==== LISTED ENTRIES ====

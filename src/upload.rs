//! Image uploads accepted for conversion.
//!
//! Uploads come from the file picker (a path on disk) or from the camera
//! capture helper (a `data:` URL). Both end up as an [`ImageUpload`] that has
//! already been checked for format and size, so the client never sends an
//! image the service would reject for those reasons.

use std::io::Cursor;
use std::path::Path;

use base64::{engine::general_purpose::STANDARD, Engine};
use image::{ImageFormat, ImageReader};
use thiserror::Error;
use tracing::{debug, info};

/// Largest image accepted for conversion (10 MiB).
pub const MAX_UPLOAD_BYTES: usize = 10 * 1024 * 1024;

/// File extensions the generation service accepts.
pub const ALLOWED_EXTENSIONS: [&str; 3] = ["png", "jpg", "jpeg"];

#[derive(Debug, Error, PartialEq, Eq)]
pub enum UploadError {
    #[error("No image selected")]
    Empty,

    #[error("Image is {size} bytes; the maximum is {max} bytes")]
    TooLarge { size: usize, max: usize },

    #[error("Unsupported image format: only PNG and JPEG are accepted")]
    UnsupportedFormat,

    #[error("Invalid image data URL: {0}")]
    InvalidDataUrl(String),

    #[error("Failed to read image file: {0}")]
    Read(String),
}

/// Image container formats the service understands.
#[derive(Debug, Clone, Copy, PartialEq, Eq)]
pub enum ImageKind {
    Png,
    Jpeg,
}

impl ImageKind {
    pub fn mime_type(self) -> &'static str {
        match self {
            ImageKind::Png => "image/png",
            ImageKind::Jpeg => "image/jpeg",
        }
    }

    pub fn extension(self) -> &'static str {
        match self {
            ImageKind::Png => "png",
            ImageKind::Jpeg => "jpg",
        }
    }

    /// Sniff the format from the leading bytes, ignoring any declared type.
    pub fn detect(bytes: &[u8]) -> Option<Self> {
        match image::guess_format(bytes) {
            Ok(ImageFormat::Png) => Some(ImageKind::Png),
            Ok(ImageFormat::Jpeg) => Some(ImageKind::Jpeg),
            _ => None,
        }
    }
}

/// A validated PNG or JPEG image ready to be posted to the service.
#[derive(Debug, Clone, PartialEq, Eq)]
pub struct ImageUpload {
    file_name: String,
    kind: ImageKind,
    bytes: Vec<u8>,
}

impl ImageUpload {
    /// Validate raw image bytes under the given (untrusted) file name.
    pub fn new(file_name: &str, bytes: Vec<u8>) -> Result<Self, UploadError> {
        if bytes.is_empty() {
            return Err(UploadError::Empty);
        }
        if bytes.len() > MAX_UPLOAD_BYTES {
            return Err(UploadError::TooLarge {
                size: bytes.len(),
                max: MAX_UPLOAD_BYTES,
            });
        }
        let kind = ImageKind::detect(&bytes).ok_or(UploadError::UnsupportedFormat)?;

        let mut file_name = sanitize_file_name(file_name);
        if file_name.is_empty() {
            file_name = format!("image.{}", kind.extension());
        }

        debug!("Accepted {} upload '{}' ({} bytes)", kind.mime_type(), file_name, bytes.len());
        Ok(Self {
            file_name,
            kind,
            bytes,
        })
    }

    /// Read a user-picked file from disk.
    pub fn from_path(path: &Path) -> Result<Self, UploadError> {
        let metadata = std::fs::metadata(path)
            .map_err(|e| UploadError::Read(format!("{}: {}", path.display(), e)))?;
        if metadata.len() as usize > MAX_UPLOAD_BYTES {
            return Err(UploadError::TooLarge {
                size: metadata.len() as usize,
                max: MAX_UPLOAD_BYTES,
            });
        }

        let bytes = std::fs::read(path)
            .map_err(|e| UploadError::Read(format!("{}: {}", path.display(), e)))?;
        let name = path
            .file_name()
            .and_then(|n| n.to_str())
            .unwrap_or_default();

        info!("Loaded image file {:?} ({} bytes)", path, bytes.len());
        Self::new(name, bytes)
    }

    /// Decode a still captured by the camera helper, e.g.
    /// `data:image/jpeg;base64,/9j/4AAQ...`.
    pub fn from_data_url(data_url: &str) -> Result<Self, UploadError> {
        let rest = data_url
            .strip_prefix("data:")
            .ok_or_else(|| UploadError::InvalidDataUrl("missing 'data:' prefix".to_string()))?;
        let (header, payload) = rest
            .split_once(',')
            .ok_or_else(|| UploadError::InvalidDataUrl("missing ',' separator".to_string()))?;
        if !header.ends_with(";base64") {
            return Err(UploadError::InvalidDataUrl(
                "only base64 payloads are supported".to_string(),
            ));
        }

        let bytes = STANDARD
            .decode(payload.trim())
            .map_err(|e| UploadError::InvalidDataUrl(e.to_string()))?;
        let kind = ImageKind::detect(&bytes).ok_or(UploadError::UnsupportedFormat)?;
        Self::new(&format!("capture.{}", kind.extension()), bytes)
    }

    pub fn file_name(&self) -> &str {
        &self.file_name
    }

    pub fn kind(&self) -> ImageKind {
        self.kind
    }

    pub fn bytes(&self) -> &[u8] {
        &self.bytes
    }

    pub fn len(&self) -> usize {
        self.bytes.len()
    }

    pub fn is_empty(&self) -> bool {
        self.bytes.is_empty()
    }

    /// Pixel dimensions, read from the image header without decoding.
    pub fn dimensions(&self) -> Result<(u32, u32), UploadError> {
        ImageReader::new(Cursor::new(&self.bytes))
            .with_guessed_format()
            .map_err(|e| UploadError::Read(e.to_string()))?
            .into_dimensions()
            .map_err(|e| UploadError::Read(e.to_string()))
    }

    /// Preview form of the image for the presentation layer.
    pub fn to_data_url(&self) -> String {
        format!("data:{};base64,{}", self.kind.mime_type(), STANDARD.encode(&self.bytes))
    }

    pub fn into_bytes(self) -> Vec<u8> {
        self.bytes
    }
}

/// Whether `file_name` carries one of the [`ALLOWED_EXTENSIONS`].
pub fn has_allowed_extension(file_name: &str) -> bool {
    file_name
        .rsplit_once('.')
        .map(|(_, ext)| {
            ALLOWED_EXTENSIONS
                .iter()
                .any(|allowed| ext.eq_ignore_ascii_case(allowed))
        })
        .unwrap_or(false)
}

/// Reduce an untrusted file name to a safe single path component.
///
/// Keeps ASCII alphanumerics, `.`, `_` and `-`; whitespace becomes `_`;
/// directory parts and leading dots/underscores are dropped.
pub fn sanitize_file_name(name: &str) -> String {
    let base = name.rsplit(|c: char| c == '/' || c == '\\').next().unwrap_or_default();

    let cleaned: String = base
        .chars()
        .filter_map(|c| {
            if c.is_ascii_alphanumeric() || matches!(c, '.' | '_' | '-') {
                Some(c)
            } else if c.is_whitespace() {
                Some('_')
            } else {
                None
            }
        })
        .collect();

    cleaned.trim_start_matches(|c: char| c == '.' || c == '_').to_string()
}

====
==== LISTED ENTRIES ====

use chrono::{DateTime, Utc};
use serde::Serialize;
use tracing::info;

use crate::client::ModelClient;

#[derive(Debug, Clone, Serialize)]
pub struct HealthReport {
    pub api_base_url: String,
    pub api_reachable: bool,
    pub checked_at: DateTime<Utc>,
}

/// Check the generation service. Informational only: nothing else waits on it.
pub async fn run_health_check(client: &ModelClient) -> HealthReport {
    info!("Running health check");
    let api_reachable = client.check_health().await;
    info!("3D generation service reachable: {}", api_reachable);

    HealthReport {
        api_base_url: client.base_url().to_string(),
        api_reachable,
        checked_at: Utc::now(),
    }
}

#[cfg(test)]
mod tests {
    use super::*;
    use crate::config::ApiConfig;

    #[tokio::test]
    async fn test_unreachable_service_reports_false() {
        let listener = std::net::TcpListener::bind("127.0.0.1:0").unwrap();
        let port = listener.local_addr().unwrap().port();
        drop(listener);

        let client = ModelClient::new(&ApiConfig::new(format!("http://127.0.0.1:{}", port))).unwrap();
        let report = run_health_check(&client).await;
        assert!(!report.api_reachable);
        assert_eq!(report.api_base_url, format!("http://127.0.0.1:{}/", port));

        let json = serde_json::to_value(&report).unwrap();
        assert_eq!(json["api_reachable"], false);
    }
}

====
==== LISTED ENTRIES ====

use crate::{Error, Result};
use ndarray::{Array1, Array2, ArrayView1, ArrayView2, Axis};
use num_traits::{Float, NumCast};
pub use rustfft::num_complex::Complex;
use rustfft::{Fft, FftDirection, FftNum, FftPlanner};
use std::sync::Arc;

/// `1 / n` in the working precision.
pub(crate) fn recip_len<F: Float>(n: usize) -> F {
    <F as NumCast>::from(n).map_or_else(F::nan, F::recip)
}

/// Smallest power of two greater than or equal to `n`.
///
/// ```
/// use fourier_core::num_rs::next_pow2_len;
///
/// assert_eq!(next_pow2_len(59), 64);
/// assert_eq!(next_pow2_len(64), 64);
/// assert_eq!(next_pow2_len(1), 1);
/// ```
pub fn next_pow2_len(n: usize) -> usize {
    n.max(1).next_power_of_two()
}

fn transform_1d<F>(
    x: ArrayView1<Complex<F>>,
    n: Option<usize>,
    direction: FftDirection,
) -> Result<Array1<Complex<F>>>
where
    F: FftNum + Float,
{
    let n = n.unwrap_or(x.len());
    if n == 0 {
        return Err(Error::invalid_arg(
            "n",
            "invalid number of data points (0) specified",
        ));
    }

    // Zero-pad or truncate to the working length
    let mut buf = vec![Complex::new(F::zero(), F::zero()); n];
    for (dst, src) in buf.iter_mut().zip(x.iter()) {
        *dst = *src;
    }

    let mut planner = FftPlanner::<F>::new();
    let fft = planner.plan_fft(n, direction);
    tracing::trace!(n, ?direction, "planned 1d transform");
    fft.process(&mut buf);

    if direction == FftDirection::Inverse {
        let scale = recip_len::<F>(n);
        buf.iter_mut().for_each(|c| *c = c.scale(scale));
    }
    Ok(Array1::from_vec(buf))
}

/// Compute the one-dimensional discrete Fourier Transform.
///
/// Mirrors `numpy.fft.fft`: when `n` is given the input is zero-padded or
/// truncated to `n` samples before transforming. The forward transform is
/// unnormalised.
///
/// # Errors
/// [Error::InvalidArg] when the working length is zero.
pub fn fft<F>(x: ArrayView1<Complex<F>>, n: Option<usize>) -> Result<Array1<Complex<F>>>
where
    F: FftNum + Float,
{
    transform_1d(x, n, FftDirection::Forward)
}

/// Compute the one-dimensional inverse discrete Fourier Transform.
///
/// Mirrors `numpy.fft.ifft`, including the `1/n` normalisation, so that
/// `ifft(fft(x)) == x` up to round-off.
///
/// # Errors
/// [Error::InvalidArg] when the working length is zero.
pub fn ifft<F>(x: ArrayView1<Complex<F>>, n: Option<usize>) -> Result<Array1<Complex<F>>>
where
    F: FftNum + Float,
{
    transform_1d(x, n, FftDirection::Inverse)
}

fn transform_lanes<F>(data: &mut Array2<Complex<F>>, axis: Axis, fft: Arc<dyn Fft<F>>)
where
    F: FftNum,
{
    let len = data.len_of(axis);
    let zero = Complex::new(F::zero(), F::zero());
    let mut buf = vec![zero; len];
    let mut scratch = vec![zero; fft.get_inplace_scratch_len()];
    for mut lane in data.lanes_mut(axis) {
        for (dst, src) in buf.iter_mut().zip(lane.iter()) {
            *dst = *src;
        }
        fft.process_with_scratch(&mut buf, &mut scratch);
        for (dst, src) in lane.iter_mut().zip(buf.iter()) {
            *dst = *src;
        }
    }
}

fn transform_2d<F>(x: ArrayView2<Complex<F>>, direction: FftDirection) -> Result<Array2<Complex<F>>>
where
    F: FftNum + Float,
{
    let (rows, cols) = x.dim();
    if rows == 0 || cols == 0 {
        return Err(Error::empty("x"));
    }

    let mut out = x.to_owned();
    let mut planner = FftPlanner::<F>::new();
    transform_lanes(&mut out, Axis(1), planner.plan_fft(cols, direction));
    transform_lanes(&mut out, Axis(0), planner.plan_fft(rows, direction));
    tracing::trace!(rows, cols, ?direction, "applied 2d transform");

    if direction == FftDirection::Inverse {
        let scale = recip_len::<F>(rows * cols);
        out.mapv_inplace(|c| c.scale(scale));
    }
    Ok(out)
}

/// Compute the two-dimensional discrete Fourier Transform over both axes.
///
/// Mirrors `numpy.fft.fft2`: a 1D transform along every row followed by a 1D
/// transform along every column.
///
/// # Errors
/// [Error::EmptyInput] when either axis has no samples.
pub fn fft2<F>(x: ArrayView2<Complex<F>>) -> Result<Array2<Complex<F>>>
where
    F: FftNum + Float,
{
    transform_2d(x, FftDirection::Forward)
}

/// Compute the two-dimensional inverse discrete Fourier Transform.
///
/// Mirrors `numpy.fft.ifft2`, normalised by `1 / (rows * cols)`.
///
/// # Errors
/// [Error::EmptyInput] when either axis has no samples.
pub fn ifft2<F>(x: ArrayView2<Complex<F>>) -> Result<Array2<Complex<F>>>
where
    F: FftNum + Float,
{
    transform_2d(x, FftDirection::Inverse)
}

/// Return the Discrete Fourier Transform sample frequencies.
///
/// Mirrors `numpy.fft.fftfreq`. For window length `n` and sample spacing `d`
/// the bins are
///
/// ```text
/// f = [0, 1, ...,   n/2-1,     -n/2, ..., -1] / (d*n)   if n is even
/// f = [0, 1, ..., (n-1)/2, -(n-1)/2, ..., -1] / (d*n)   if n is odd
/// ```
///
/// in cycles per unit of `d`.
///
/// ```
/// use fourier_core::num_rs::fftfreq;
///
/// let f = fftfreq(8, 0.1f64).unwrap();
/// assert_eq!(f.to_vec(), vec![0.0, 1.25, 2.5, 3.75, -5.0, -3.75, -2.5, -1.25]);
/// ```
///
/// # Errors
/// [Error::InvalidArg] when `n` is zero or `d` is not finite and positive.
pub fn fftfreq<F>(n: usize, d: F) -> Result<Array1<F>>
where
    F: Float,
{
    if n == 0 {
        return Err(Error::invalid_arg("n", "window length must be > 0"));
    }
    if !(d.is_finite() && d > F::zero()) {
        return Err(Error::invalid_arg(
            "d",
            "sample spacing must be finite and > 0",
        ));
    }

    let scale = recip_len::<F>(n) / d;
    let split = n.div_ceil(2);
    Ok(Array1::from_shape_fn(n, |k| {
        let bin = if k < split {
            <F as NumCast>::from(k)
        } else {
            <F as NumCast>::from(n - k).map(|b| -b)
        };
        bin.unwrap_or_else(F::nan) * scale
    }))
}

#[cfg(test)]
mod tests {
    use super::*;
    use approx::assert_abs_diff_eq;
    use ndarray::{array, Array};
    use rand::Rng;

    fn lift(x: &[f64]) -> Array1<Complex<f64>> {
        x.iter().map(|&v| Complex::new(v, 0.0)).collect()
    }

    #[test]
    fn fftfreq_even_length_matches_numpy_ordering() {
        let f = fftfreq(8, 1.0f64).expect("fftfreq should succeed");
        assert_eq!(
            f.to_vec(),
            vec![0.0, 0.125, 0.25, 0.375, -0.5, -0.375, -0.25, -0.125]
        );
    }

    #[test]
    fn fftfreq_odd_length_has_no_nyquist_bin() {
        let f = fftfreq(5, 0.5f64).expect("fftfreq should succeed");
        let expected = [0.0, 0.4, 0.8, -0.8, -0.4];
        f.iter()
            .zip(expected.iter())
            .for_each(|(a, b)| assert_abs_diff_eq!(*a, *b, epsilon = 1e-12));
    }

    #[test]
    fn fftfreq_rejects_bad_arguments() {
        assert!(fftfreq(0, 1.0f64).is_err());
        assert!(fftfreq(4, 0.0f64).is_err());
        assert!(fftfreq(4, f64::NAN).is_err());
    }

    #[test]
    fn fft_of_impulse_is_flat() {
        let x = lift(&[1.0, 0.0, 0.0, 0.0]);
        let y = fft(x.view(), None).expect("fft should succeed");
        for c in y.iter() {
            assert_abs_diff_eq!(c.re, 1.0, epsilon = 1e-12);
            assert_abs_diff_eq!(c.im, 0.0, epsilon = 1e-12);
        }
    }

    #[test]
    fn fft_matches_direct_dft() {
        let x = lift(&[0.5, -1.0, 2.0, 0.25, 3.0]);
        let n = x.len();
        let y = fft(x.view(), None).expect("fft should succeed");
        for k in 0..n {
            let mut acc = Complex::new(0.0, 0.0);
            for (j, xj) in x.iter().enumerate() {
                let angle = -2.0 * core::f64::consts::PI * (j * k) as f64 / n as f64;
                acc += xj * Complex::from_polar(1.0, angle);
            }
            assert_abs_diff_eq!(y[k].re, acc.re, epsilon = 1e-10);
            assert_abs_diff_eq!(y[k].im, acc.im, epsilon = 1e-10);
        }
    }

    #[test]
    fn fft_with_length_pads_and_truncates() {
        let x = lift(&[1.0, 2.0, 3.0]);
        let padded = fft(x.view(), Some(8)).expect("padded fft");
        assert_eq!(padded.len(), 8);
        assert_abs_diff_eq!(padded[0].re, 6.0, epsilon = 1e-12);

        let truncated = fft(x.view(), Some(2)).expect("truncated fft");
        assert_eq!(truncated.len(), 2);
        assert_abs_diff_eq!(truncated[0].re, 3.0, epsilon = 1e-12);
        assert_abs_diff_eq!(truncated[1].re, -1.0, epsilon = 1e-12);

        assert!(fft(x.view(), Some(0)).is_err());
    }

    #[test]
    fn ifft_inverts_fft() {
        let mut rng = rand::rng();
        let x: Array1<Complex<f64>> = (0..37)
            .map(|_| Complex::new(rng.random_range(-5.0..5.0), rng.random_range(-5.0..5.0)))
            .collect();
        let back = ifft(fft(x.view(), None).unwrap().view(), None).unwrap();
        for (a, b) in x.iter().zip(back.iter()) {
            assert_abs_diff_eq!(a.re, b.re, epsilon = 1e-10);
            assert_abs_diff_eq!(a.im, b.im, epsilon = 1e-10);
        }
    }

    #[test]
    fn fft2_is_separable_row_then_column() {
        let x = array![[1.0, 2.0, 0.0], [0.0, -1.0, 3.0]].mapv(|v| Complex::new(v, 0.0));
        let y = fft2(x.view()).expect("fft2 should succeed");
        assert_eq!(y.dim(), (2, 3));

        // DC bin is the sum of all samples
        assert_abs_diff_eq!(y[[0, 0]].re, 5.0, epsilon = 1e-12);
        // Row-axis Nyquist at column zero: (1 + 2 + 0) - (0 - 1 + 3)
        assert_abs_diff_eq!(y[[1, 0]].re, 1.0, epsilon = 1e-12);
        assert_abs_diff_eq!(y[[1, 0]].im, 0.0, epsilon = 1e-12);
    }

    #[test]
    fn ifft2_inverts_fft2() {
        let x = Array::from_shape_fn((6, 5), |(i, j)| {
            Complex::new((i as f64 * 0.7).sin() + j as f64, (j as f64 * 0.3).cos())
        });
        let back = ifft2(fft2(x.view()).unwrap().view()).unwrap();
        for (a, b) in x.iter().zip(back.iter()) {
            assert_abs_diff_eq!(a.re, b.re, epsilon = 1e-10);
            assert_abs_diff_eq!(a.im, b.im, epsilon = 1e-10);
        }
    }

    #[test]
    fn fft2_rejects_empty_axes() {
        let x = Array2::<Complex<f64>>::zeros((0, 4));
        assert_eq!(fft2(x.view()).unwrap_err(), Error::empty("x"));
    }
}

====

*WHAT IS EXPECTED*
Count up the lines in the material above that contain the string "window", then state that figure alone.

*ANSWER TO THIS EXERCISE*
2